### Aim of the exercise
Every line with the string "const" should be copied from the data.

### Input records
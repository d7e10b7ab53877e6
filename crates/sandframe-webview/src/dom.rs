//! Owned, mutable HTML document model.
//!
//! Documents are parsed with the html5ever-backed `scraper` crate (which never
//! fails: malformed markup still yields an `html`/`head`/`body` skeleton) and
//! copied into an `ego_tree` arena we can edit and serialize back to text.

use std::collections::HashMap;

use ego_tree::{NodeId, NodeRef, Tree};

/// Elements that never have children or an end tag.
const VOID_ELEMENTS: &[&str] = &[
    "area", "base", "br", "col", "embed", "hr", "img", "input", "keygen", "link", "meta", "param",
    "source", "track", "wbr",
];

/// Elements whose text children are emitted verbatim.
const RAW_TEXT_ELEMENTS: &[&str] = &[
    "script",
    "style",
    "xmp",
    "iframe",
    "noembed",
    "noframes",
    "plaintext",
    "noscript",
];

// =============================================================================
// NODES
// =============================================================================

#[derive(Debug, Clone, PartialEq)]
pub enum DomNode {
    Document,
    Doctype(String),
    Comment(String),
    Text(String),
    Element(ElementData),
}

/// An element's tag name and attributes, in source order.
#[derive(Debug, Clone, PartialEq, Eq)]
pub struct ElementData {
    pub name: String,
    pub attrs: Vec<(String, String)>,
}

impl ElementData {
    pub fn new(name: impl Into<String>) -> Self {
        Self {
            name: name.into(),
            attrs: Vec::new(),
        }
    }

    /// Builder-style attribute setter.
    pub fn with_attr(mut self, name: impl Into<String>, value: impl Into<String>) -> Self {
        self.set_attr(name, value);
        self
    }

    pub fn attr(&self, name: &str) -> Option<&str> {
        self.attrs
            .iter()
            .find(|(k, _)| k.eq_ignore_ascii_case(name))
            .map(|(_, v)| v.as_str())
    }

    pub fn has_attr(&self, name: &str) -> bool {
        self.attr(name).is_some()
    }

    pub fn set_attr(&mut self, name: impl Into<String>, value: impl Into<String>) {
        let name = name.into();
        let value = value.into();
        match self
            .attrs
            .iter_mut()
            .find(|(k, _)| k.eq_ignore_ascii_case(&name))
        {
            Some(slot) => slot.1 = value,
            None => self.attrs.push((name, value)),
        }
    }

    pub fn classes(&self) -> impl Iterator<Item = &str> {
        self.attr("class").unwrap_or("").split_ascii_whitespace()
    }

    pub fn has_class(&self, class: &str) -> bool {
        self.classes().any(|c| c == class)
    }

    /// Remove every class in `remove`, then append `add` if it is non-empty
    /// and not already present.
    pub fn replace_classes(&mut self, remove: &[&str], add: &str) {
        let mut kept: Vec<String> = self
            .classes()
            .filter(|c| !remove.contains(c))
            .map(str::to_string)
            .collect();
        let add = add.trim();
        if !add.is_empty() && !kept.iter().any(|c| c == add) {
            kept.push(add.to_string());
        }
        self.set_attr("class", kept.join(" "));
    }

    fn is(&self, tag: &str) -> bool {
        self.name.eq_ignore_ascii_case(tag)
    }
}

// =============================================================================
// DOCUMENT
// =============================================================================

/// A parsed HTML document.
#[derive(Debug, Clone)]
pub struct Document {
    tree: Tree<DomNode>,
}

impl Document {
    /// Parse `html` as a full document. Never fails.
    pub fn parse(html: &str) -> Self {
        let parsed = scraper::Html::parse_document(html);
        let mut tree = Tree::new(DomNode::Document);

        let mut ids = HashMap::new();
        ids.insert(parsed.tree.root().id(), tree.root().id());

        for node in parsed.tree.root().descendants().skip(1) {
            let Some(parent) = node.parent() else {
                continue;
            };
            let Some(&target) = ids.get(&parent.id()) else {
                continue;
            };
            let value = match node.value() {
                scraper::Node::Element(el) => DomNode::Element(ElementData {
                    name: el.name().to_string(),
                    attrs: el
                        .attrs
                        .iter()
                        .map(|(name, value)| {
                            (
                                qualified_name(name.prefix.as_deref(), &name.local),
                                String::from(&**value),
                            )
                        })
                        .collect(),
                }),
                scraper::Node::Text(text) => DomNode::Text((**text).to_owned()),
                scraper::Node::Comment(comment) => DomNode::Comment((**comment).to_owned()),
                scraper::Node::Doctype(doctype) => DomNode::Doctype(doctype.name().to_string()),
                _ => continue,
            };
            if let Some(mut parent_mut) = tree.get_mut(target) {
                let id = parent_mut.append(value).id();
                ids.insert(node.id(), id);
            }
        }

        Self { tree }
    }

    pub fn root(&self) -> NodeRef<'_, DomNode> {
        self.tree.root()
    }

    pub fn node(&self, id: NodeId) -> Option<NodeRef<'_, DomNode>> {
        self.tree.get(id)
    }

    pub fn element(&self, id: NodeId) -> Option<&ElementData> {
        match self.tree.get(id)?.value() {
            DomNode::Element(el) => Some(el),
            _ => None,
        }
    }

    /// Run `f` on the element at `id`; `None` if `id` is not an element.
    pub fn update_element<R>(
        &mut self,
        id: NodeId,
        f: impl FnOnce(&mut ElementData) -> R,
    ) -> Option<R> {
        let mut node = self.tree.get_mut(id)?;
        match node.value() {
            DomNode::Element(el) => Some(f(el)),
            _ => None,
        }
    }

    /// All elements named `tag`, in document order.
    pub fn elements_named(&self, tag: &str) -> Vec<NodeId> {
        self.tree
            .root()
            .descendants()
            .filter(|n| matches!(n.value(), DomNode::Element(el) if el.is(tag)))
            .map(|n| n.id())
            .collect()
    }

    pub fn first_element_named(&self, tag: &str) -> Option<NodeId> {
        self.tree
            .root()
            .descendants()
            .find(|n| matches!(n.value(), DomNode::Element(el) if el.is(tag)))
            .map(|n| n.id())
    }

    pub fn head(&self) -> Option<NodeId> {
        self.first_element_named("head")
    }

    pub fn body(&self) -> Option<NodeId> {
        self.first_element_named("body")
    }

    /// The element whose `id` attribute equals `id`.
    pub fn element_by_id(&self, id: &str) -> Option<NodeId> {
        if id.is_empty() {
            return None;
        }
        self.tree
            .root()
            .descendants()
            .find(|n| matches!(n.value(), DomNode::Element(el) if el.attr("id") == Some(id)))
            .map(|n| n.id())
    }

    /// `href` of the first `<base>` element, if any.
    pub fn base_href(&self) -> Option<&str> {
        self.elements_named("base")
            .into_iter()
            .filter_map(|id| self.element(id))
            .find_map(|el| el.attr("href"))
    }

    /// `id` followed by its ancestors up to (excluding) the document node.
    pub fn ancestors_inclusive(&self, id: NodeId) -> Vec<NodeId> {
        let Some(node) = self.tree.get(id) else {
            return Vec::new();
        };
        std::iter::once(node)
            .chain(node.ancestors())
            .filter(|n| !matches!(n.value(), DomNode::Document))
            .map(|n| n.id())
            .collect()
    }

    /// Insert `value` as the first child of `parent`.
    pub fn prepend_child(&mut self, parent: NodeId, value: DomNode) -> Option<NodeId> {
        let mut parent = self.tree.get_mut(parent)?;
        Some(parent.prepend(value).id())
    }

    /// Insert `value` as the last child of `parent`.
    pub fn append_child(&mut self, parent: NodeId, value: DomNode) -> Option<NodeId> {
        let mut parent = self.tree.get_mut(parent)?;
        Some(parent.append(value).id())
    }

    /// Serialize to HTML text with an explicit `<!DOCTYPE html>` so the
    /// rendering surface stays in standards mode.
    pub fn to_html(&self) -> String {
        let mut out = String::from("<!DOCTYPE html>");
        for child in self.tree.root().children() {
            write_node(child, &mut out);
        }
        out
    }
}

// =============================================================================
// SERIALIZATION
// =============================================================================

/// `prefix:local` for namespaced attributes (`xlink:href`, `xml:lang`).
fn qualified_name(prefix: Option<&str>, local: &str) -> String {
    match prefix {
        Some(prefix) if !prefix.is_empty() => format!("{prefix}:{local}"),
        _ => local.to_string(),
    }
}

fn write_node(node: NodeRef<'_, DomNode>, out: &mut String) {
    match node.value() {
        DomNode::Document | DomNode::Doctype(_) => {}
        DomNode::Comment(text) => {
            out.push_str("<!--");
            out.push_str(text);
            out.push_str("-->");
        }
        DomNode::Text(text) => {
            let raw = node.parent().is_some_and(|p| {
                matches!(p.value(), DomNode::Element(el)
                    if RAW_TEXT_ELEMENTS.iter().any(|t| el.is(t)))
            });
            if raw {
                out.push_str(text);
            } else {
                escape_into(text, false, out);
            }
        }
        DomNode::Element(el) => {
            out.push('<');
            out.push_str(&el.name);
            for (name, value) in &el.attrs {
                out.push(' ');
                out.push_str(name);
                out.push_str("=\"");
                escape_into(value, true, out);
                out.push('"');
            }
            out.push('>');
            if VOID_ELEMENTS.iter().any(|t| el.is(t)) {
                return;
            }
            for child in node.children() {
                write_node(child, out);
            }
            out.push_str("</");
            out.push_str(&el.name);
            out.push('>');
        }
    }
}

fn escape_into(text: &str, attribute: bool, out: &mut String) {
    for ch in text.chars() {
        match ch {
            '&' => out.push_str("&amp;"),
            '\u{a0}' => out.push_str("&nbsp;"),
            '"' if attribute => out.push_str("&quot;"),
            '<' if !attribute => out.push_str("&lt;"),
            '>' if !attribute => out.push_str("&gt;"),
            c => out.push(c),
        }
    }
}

### Output of the exercise
const VOID_ELEMENTS: &[&str] = &[
const RAW_TEXT_ELEMENTS: &[&str] = &[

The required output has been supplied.